** WHAT TO PRODUCE **
Out of the entries that follow, copy each line containing "into".

Stored data
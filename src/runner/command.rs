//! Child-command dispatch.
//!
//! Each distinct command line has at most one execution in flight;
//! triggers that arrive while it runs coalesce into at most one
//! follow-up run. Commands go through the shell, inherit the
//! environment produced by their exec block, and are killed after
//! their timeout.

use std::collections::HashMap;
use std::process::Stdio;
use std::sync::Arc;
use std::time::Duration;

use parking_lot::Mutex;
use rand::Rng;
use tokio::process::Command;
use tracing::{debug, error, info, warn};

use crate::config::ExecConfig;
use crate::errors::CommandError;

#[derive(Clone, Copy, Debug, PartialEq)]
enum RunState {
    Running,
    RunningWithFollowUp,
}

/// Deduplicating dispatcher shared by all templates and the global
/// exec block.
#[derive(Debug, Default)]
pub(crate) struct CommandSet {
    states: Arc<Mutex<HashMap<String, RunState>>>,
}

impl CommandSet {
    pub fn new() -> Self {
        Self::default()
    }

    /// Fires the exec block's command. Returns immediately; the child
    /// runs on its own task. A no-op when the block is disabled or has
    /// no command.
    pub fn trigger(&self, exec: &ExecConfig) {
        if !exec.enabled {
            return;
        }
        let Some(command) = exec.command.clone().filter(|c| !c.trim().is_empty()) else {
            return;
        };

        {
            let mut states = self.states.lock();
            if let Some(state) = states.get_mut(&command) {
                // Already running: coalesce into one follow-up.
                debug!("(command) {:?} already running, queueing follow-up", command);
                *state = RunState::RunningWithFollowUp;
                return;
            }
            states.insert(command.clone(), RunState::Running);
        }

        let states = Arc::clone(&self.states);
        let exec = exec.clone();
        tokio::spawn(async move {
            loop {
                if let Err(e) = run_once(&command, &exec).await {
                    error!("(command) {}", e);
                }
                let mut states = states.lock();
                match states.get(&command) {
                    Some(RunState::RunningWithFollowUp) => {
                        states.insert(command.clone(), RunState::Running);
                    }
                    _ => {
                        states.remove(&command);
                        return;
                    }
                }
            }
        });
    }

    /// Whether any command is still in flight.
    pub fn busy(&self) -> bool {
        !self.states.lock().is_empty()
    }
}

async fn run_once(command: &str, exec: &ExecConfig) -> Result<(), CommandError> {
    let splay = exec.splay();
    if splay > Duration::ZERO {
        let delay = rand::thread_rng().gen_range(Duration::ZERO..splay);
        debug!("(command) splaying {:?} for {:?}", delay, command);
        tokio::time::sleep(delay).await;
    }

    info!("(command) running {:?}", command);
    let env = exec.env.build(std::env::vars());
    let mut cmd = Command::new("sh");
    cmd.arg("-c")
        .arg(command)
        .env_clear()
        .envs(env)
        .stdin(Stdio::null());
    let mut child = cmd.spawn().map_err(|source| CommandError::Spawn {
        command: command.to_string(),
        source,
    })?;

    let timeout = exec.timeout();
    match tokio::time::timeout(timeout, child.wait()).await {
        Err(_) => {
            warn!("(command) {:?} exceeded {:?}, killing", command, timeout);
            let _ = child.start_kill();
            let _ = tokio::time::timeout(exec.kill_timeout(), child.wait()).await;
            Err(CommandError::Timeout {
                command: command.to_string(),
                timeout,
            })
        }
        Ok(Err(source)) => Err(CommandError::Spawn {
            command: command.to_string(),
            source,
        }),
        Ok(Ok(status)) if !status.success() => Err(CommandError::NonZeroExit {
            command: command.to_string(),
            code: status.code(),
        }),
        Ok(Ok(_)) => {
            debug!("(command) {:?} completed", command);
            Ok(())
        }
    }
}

==

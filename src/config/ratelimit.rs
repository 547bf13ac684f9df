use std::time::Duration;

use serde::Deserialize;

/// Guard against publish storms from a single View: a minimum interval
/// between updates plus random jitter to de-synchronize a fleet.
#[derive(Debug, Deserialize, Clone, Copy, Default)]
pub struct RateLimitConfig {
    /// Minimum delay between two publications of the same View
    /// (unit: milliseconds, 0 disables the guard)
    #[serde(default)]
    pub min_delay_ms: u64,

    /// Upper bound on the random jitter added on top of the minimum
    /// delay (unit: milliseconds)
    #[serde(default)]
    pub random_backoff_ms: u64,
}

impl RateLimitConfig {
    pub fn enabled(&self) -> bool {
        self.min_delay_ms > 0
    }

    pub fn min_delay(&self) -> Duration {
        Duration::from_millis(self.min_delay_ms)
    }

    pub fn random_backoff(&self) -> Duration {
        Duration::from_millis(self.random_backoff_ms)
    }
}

** EXERCISE RESPONSE **
//! triggers that arrive while it runs coalesce into at most one
                // Already running: coalesce into one follow-up.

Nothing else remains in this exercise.